## WHAT NEEDS TO BE DONE
Under this line are the records; write out word for word the part that begins at the line containing "#[derive(Debug, Clone, PartialEq, Eq)]" and ends at the line containing "a resolved version", and no more.

## DATA FOR REVIEW
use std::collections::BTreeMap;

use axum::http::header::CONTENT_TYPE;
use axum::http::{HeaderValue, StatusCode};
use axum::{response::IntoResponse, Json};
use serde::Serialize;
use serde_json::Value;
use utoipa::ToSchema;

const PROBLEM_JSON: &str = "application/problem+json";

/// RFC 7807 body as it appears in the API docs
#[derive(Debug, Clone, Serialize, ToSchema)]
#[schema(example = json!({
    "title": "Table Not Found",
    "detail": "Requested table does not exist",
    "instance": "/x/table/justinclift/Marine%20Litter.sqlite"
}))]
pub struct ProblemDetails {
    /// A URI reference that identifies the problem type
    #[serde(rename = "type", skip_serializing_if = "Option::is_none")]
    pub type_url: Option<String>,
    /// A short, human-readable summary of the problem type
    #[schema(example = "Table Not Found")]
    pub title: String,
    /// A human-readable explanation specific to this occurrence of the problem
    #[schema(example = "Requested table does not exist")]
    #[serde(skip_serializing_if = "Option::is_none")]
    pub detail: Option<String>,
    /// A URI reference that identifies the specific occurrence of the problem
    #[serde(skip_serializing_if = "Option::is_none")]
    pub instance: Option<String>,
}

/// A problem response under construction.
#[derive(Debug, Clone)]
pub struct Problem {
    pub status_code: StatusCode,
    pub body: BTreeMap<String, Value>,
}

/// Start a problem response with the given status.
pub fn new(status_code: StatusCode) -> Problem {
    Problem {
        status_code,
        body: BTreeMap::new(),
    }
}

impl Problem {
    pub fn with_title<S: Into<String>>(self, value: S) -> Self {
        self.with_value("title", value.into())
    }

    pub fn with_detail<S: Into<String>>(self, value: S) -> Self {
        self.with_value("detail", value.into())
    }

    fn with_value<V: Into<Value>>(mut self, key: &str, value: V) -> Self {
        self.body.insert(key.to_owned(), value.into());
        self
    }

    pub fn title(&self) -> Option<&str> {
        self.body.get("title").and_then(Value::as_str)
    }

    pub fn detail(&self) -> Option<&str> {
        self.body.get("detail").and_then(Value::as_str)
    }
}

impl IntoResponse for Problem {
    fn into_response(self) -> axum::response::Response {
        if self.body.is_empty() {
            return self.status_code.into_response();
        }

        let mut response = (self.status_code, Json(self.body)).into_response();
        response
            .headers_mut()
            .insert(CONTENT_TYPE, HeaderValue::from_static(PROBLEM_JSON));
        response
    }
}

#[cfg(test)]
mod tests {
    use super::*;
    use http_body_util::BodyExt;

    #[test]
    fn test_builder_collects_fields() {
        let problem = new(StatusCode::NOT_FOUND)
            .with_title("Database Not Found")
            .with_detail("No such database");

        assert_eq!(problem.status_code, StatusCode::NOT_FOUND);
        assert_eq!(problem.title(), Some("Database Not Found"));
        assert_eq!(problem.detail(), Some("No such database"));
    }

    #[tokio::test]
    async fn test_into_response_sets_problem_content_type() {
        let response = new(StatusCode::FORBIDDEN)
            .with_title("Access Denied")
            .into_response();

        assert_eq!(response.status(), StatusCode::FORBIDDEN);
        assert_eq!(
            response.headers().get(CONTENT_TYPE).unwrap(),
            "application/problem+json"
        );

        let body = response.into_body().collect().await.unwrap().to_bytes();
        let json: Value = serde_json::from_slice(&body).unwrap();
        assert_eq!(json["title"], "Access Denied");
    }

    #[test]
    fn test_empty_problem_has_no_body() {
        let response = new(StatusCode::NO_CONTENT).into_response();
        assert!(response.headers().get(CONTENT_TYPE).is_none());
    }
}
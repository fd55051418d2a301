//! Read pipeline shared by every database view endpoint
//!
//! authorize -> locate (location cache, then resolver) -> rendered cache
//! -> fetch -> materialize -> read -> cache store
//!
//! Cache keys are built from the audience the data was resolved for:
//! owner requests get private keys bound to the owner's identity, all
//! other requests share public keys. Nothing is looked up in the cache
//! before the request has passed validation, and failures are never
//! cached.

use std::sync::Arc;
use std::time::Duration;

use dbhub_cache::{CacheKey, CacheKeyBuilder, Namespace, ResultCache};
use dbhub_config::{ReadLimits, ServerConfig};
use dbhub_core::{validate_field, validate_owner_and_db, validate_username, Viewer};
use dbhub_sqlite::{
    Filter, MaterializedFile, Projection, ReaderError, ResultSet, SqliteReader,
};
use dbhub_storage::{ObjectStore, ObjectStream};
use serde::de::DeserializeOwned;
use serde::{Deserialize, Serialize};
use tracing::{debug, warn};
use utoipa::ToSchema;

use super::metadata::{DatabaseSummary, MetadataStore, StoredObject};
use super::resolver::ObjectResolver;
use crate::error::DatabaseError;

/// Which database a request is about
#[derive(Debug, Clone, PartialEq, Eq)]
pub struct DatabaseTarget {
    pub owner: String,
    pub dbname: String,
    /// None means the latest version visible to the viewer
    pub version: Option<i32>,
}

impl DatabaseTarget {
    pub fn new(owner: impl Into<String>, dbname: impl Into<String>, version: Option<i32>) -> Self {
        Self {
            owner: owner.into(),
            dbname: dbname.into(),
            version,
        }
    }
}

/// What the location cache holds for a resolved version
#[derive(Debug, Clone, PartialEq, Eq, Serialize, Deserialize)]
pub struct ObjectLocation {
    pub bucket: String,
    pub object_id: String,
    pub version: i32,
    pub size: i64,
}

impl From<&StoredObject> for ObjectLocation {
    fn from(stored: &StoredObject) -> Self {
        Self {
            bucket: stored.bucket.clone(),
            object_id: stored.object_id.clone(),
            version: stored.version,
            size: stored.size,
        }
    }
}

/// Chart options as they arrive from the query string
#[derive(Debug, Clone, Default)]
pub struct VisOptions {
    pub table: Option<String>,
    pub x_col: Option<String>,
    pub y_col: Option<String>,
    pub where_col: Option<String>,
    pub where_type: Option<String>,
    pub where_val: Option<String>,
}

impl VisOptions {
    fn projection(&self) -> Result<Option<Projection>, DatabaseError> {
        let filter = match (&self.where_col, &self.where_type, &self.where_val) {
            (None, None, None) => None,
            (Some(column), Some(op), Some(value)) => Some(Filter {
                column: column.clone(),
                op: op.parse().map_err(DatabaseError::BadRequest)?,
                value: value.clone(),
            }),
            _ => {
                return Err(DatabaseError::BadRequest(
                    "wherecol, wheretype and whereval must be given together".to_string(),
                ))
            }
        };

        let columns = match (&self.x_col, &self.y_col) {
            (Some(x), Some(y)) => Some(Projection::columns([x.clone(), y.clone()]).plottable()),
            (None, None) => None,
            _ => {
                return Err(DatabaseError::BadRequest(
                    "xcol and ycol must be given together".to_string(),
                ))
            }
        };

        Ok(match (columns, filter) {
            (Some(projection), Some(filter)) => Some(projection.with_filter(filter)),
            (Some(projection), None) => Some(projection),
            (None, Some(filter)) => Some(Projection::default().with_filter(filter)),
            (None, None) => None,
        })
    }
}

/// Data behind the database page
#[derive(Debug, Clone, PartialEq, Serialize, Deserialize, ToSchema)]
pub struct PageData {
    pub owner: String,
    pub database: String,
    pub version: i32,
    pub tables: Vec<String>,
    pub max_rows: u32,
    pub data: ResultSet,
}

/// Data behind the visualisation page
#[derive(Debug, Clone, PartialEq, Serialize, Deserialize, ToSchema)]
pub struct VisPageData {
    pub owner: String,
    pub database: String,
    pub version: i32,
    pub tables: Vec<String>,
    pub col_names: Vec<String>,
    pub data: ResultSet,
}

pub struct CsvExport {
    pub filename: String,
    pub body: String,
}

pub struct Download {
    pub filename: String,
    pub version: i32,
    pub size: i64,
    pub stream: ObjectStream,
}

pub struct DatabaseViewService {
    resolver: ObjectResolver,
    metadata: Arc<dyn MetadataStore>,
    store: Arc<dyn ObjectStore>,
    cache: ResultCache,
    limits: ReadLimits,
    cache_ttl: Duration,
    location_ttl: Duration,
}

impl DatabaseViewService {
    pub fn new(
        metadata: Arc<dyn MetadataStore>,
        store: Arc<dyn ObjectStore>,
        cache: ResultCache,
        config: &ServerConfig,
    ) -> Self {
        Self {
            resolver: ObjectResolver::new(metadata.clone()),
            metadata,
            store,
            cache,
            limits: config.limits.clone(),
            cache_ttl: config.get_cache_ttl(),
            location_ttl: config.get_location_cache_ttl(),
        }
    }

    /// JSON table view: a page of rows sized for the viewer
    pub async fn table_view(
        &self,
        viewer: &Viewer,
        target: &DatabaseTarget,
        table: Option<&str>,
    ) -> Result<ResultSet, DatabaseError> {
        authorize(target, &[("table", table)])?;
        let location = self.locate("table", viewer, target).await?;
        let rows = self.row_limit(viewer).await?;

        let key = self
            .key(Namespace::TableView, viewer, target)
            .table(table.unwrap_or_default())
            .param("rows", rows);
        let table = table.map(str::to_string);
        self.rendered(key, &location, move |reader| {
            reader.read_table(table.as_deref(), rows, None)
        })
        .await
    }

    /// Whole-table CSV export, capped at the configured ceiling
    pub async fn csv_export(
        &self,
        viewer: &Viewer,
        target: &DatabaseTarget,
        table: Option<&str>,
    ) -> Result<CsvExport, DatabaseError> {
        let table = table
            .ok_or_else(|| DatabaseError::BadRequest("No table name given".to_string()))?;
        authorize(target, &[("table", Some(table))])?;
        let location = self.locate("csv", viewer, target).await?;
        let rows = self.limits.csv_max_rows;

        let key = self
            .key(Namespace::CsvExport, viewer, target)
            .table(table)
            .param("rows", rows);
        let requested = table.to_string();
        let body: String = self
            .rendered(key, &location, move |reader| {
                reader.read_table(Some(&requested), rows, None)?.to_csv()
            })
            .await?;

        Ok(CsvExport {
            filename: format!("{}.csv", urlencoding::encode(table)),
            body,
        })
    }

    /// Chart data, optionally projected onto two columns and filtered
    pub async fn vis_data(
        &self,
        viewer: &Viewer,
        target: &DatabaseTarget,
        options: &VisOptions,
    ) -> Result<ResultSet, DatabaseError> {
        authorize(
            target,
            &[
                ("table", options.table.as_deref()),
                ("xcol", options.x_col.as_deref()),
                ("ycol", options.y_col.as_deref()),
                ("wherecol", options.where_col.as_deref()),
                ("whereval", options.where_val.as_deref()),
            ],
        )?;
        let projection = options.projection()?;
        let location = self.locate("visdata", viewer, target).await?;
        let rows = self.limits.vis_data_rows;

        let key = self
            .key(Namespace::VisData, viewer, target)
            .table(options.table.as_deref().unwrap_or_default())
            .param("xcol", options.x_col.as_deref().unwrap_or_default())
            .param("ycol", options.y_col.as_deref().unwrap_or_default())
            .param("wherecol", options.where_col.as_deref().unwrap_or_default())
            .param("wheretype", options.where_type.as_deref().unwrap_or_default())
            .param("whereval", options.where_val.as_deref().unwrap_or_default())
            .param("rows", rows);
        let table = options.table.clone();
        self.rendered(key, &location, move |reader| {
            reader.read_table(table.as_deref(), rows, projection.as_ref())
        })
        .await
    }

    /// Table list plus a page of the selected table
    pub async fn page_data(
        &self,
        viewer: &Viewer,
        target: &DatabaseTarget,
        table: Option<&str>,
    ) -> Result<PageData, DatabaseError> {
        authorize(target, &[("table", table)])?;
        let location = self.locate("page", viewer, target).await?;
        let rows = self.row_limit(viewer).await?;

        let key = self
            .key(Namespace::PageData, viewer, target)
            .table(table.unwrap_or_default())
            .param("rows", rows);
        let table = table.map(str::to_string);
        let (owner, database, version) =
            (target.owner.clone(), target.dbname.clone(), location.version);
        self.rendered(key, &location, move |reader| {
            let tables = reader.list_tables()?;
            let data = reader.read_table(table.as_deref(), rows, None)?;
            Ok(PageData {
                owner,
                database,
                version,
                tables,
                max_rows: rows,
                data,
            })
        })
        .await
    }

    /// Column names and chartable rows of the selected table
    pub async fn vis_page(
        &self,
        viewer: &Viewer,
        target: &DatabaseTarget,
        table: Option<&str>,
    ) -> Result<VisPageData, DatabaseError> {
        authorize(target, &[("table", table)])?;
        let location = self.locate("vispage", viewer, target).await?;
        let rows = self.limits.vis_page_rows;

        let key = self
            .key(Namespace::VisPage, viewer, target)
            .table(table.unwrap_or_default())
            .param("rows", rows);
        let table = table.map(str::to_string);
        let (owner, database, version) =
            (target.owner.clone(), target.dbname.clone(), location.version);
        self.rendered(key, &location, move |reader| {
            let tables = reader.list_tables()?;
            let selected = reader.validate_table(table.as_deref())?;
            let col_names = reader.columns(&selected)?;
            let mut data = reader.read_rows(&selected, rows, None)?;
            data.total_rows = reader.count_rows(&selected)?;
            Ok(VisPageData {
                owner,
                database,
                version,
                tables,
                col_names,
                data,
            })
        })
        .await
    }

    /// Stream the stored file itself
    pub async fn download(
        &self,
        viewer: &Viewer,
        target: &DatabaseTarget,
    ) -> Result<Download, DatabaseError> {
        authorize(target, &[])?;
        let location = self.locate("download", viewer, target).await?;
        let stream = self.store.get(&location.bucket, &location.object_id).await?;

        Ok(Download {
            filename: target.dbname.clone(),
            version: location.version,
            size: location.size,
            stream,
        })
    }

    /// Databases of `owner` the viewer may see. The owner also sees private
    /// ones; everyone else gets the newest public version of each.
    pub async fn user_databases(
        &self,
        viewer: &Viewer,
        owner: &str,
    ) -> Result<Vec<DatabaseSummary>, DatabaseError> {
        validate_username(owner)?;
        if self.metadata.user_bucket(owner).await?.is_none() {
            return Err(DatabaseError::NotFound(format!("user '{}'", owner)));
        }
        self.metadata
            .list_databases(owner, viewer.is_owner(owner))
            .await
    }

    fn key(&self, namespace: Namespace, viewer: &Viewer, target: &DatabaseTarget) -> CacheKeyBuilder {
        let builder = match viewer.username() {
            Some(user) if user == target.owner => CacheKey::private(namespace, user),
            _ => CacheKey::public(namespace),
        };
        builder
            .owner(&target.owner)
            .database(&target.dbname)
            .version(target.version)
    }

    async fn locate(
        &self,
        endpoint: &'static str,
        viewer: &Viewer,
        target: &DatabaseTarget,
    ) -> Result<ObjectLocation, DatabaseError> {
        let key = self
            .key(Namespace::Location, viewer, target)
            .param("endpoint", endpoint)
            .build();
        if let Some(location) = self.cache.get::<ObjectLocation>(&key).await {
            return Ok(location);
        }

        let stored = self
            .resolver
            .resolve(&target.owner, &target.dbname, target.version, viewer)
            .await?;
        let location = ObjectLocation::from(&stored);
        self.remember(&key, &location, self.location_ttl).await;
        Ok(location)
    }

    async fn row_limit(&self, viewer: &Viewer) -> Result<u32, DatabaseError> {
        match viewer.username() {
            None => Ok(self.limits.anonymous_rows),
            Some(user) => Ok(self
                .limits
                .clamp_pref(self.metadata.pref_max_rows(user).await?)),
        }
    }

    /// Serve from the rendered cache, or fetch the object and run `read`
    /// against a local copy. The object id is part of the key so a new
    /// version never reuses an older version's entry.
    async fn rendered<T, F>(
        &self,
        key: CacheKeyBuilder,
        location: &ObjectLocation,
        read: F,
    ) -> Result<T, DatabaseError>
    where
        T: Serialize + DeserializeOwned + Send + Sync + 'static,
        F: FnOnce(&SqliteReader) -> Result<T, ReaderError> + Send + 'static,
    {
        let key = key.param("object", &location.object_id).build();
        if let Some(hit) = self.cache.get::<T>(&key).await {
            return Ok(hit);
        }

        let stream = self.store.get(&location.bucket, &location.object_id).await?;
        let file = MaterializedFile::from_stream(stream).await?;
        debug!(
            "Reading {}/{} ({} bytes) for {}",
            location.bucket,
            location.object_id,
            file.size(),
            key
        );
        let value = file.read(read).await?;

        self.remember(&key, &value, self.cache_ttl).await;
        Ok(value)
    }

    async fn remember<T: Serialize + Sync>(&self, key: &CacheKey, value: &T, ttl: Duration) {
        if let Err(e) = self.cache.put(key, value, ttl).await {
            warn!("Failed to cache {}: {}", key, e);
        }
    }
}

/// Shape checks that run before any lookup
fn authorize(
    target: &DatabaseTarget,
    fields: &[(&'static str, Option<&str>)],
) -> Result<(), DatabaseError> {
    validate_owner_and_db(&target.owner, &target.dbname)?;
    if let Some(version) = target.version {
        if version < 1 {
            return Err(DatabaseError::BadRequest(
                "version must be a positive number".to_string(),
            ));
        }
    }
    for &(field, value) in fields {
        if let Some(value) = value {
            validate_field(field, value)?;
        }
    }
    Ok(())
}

## SOLUTION TO THIS EXERCISE
#[derive(Debug, Clone, PartialEq, Eq)]
pub struct DatabaseTarget {
    pub owner: String,
    pub dbname: String,
    /// None means the latest version visible to the viewer
    pub version: Option<i32>,
}

impl DatabaseTarget {
    pub fn new(owner: impl Into<String>, dbname: impl Into<String>, version: Option<i32>) -> Self {
        Self {
            owner: owner.into(),
            dbname: dbname.into(),
            version,
        }
    }
}

/// What the location cache holds for a resolved version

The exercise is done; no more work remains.